(Stored data)
= = =

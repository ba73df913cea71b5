//! Application state definitions

use super::forms::{
    application_form, approve_user_form, comment_form, login_form, public_application_form,
    reason_form, registration_form, ApplicationForm, ApproveUserForm, CommentForm, FieldFocus,
    LoginForm, PublicApplicationForm, ReasonForm, RegistrationForm, APPLICATION_STEPS,
    PUBLIC_APPLICATION_STEPS,
};
use super::wizard::{StepGating, Wizard};
use crate::store::Decision;
use std::collections::VecDeque;
use tokio_util::sync::CancellationToken;

/// Current view in the application
#[derive(Debug, Clone, Copy, PartialEq, Eq, Default)]
pub enum View {
    #[default]
    Login,
    Registration,
    PublicApplication,
    Home,
    MyApplications,
    ApplicationDetail,
    NewApplication,
    Coordination,
    CoordinationDetail,
    Control,
}

impl View {
    pub fn title(&self) -> &'static str {
        match self {
            Self::Login => "Sign in",
            Self::Registration => "Registration",
            Self::PublicApplication => "Submit a project",
            Self::Home => "Showcase",
            Self::MyApplications => "My applications",
            Self::ApplicationDetail => "Application",
            Self::NewApplication => "New application",
            Self::Coordination => "Coordination",
            Self::CoordinationDetail => "Review application",
            Self::Control => "Registration requests",
        }
    }

    /// Reachable without a signed-in user
    pub fn is_public(&self) -> bool {
        matches!(
            self,
            Self::Login | Self::Registration | Self::PublicApplication
        )
    }
}

/// View parameters for navigation
#[derive(Debug, Clone, Copy, Default, PartialEq, Eq)]
pub struct ViewParams {
    pub application_id: Option<u64>,
}

impl ViewParams {
    pub fn application(id: u64) -> Self {
        Self {
            application_id: Some(id),
        }
    }
}

/// Entries of the home menu
#[derive(Debug, Clone, Copy, PartialEq, Eq)]
pub enum MenuEntry {
    MyApplications,
    NewApplication,
    Coordination,
    Control,
    Logout,
}

const ADMIN_MENU: &[MenuEntry] = &[
    MenuEntry::NewApplication,
    MenuEntry::MyApplications,
    MenuEntry::Coordination,
    MenuEntry::Control,
    MenuEntry::Logout,
];

const MENTOR_MENU: &[MenuEntry] = &[
    MenuEntry::NewApplication,
    MenuEntry::MyApplications,
    MenuEntry::Logout,
];

const MEMBER_MENU: &[MenuEntry] = &[
    MenuEntry::NewApplication,
    MenuEntry::MyApplications,
    MenuEntry::Coordination,
    MenuEntry::Logout,
];

/// Home menu entries visible to a user role
///
/// Registration requests are admin-only; mentors do not coordinate.
pub fn home_menu(role: Option<&str>) -> &'static [MenuEntry] {
    match role {
        Some("admin") => ADMIN_MENU,
        Some("mentor") => MENTOR_MENU,
        _ => MEMBER_MENU,
    }
}

impl MenuEntry {
    pub fn label(&self) -> &'static str {
        match self {
            Self::MyApplications => "My applications",
            Self::NewApplication => "New application",
            Self::Coordination => "Coordination",
            Self::Control => "Registration requests",
            Self::Logout => "Log out",
        }
    }

    /// View opened by the entry; `None` for log out
    pub fn target(&self) -> Option<View> {
        match self {
            Self::MyApplications => Some(View::MyApplications),
            Self::NewApplication => Some(View::NewApplication),
            Self::Coordination => Some(View::Coordination),
            Self::Control => Some(View::Control),
            Self::Logout => None,
        }
    }
}

/// Interaction mode of the coordination detail view
#[derive(Debug, Clone, Copy, PartialEq, Eq, Default)]
pub enum DetailMode {
    #[default]
    Browse,
    Comment,
    Edit,
    /// Entering the reason for rejecting the application
    Reject,
}

/// Title filter typed above a list
#[derive(Debug, Clone, Default, PartialEq, Eq)]
pub struct ListFilter {
    pub query: String,
    /// Keys go to the query instead of the list
    pub editing: bool,
}

impl ListFilter {
    pub fn is_active(&self) -> bool {
        !self.query.is_empty()
    }
}

/// Main application state
pub struct AppState {
    // Navigation
    pub current_view: View,
    pub view_params: ViewParams,
    pub view_history: Vec<(View, ViewParams)>,
    /// Lifetime of the current view; requests issued under it are dropped once cancelled
    scope: CancellationToken,

    // Selection
    pub selected_index: usize,
    pub scroll_offset: usize,
    pub focus: FieldFocus,
    /// Highlighted option inside a multi-select field
    pub option_cursor: usize,
    pub list_filter: ListFilter,

    // Errors waiting to be shown, oldest first
    errors: VecDeque<String>,

    // Mounted forms
    pub gating: StepGating,
    pub wizard: Wizard,
    pub login_form: LoginForm,
    pub registration_form: RegistrationForm,
    pub application_form: ApplicationForm,
    pub public_form: PublicApplicationForm,
    pub edit_form: ApplicationForm,
    pub comment_form: CommentForm,
    pub reason_form: ReasonForm,
    pub approve_form: ApproveUserForm,

    // Coordination detail
    pub detail_mode: DetailMode,
    /// Decision awaiting confirmation
    pub pending_decision: Option<Decision>,
}

impl Default for AppState {
    fn default() -> Self {
        Self::new(StepGating::default())
    }
}

impl AppState {
    pub fn new(gating: StepGating) -> Self {
        Self {
            current_view: View::default(),
            view_params: ViewParams::default(),
            view_history: Vec::new(),
            scope: CancellationToken::new(),
            selected_index: 0,
            scroll_offset: 0,
            focus: FieldFocus::default(),
            option_cursor: 0,
            list_filter: ListFilter::default(),
            errors: VecDeque::new(),
            gating,
            wizard: Wizard::new(1, gating),
            login_form: login_form(),
            registration_form: registration_form(),
            application_form: application_form(),
            public_form: public_application_form(),
            edit_form: application_form(),
            comment_form: comment_form(),
            reason_form: reason_form(),
            approve_form: approve_user_form(),
            detail_mode: DetailMode::default(),
            pending_decision: None,
        }
    }

    /// Scope of the current view
    pub fn scope(&self) -> &CancellationToken {
        &self.scope
    }

    /// Open a view, remembering the current one for `go_back`
    pub fn navigate(&mut self, view: View, params: ViewParams) {
        self.view_history
            .push((self.current_view, self.view_params));
        self.enter(view, params);
    }

    /// Return to the previous view. Returns false when there is none.
    pub fn go_back(&mut self) -> bool {
        match self.view_history.pop() {
            Some((view, params)) => {
                self.enter(view, params);
                true
            }
            None => false,
        }
    }

    /// Open a view and forget the history (sign in, sign out)
    pub fn reset_to(&mut self, view: View) {
        self.view_history.clear();
        self.enter(view, ViewParams::default());
    }

    /// Switch views: close the old scope and mount the new view's forms
    fn enter(&mut self, view: View, params: ViewParams) {
        self.scope.cancel();
        self.scope = CancellationToken::new();
        self.current_view = view;
        self.view_params = params;
        self.reset_selection();
        self.focus.reset();
        self.option_cursor = 0;
        self.list_filter = ListFilter::default();
        self.detail_mode = DetailMode::Browse;
        self.pending_decision = None;

        match view {
            View::Login => self.login_form = login_form(),
            View::Registration => self.registration_form = registration_form(),
            View::PublicApplication => {
                self.public_form = public_application_form();
                self.wizard = Wizard::new(PUBLIC_APPLICATION_STEPS.len(), self.gating);
            }
            View::NewApplication => {
                self.application_form = application_form();
                self.wizard = Wizard::new(APPLICATION_STEPS.len(), self.gating);
            }
            View::CoordinationDetail => {
                self.comment_form = comment_form();
                self.reason_form = reason_form();
            }
            View::Control => {
                self.approve_form = approve_user_form();
                self.reason_form = reason_form();
            }
            _ => {}
        }
    }

    /// Switch the coordination detail into another mode
    pub fn set_detail_mode(&mut self, mode: DetailMode) {
        self.detail_mode = mode;
        self.focus.reset();
        self.scroll_offset = 0;
        match mode {
            DetailMode::Comment => self.comment_form = comment_form(),
            DetailMode::Reject => self.reason_form = reason_form(),
            DetailMode::Browse | DetailMode::Edit => {}
        }
    }

    /// Queue an error for the error dialog
    pub fn push_error(&mut self, message: String) {
        if self.errors.back() != Some(&message) {
            self.errors.push_back(message);
        }
    }

    /// Error currently shown, if any
    pub fn current_error(&self) -> Option<&str> {
        self.errors.front().map(String::as_str)
    }

    /// Errors still waiting behind the one on screen
    pub fn queued_errors(&self) -> usize {
        self.errors.len().saturating_sub(1)
    }

    pub fn dismiss_error(&mut self) {
        self.errors.pop_front();
    }

    /// Move selection down
    pub fn move_selection_down(&mut self, max: usize) {
        if max > 0 && self.selected_index < max - 1 {
            self.selected_index += 1;
        }
    }

    /// Move selection up
    pub fn move_selection_up(&mut self) {
        if self.selected_index > 0 {
            self.selected_index -= 1;
        }
    }

    /// Keep the selection inside a list that may have shrunk
    pub fn clamp_selection(&mut self, len: usize) {
        if len == 0 {
            self.selected_index = 0;
        } else if self.selected_index >= len {
            self.selected_index = len - 1;
        }
    }

    /// Reset selection
    pub fn reset_selection(&mut self) {
        self.selected_index = 0;
        self.scroll_offset = 0;
    }

    pub fn scroll_down(&mut self) {
        self.scroll_offset = self.scroll_offset.saturating_add(1);
    }

    pub fn scroll_up(&mut self) {
        self.scroll_offset = self.scroll_offset.saturating_sub(1);
    }

    /// Scroll down a page (10 lines)
    pub fn scroll_down_page(&mut self) {
        self.scroll_offset = self.scroll_offset.saturating_add(10);
    }

    /// Scroll up a page (10 lines)
    pub fn scroll_up_page(&mut self) {
        self.scroll_offset = self.scroll_offset.saturating_sub(10);
    }
}

#[cfg(test)]
mod tests {
    use super::*;
    use crate::state::forms::LoginField;
    use pretty_assertions::assert_eq;

    #[test]
    fn test_navigation_cancels_previous_scope() {
        let mut state = AppState::default();
        let first = state.scope().clone();
        state.navigate(View::Registration, ViewParams::default());
        assert!(first.is_cancelled());
        assert!(!state.scope().is_cancelled());

        let second = state.scope().clone();
        assert!(state.go_back());
        assert!(second.is_cancelled());
        assert_eq!(state.current_view, View::Login);
    }

    #[test]
    fn test_list_filter_cleared_between_views() {
        let mut state = AppState::default();
        state.reset_to(View::Home);
        state.navigate(View::MyApplications, ViewParams::default());
        state.list_filter.query.push_str("map");
        state.navigate(View::ApplicationDetail, ViewParams::application(1));
        state.go_back();
        assert!(!state.list_filter.is_active());
    }

    #[test]
    fn test_go_back_without_history() {
        let mut state = AppState::default();
        assert!(!state.go_back());
        assert_eq!(state.current_view, View::Login);
    }

    #[test]
    fn test_params_restored_on_back() {
        let mut state = AppState::default();
        state.reset_to(View::Home);
        state.navigate(View::Coordination, ViewParams::default());
        state.navigate(View::CoordinationDetail, ViewParams::application(12));
        assert_eq!(state.view_params.application_id, Some(12));
        state.go_back();
        assert_eq!(state.current_view, View::Coordination);
        assert_eq!(state.view_params.application_id, None);
    }

    #[test]
    fn test_reset_clears_history() {
        let mut state = AppState::default();
        state.navigate(View::Registration, ViewParams::default());
        state.reset_to(View::Home);
        assert!(state.view_history.is_empty());
        assert!(!state.go_back());
    }

    #[test]
    fn test_entering_form_view_remounts_form() {
        let mut state = AppState::default();
        state.login_form.set_value(LoginField::Email, "someone@example.com");
        state.navigate(View::Registration, ViewParams::default());
        state.go_back();
        assert_eq!(state.login_form.text(LoginField::Email), "");
    }

    #[test]
    fn test_wizard_sized_per_view() {
        let mut state = AppState::new(StepGating::Strict);
        state.reset_to(View::Home);
        state.navigate(View::NewApplication, ViewParams::default());
        assert_eq!(state.wizard.total_steps(), APPLICATION_STEPS.len());
        assert_eq!(state.wizard.gating(), StepGating::Strict);
    }

    #[test]
    fn test_error_queue_order_and_dedup() {
        let mut state = AppState::default();
        state.push_error("first".into());
        state.push_error("first".into());
        state.push_error("second".into());
        assert_eq!(state.current_error(), Some("first"));
        assert_eq!(state.queued_errors(), 1);
        state.dismiss_error();
        assert_eq!(state.current_error(), Some("second"));
        state.dismiss_error();
        assert_eq!(state.current_error(), None);
    }

    #[test]
    fn test_clamp_selection() {
        let mut state = AppState::default();
        state.selected_index = 5;
        state.clamp_selection(3);
        assert_eq!(state.selected_index, 2);
        state.clamp_selection(0);
        assert_eq!(state.selected_index, 0);
    }

    #[test]
    fn test_home_menu_by_role() {
        assert!(home_menu(Some("admin")).contains(&MenuEntry::Control));
        assert_eq!(
            home_menu(Some("mentor")),
            &[
                MenuEntry::NewApplication,
                MenuEntry::MyApplications,
                MenuEntry::Logout
            ]
        );
        for role in [Some("student"), Some("expert"), None] {
            let menu = home_menu(role);
            assert!(menu.contains(&MenuEntry::Coordination));
            assert!(!menu.contains(&MenuEntry::Control));
            assert_eq!(menu.last(), Some(&MenuEntry::Logout));
        }
    }

    #[test]
    fn test_menu_targets() {
        assert_eq!(MenuEntry::Control.target(), Some(View::Control));
        assert_eq!(MenuEntry::Logout.target(), None);
        assert!(View::PublicApplication.is_public());
        assert!(!View::Home.is_public());
    }
}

= = =

## What this task involves
Reprint exactly the lines above that start at the one with "let first = state.scope().clone();" and end at the one with "assert!(second.is_cancelled());", keeping both and adding none.

## Output for this exercise
        let first = state.scope().clone();
        state.navigate(View::Registration, ViewParams::default());
        assert!(first.is_cancelled());
        assert!(!state.scope().is_cancelled());

        let second = state.scope().clone();
        assert!(state.go_back());
        assert!(second.is_cancelled());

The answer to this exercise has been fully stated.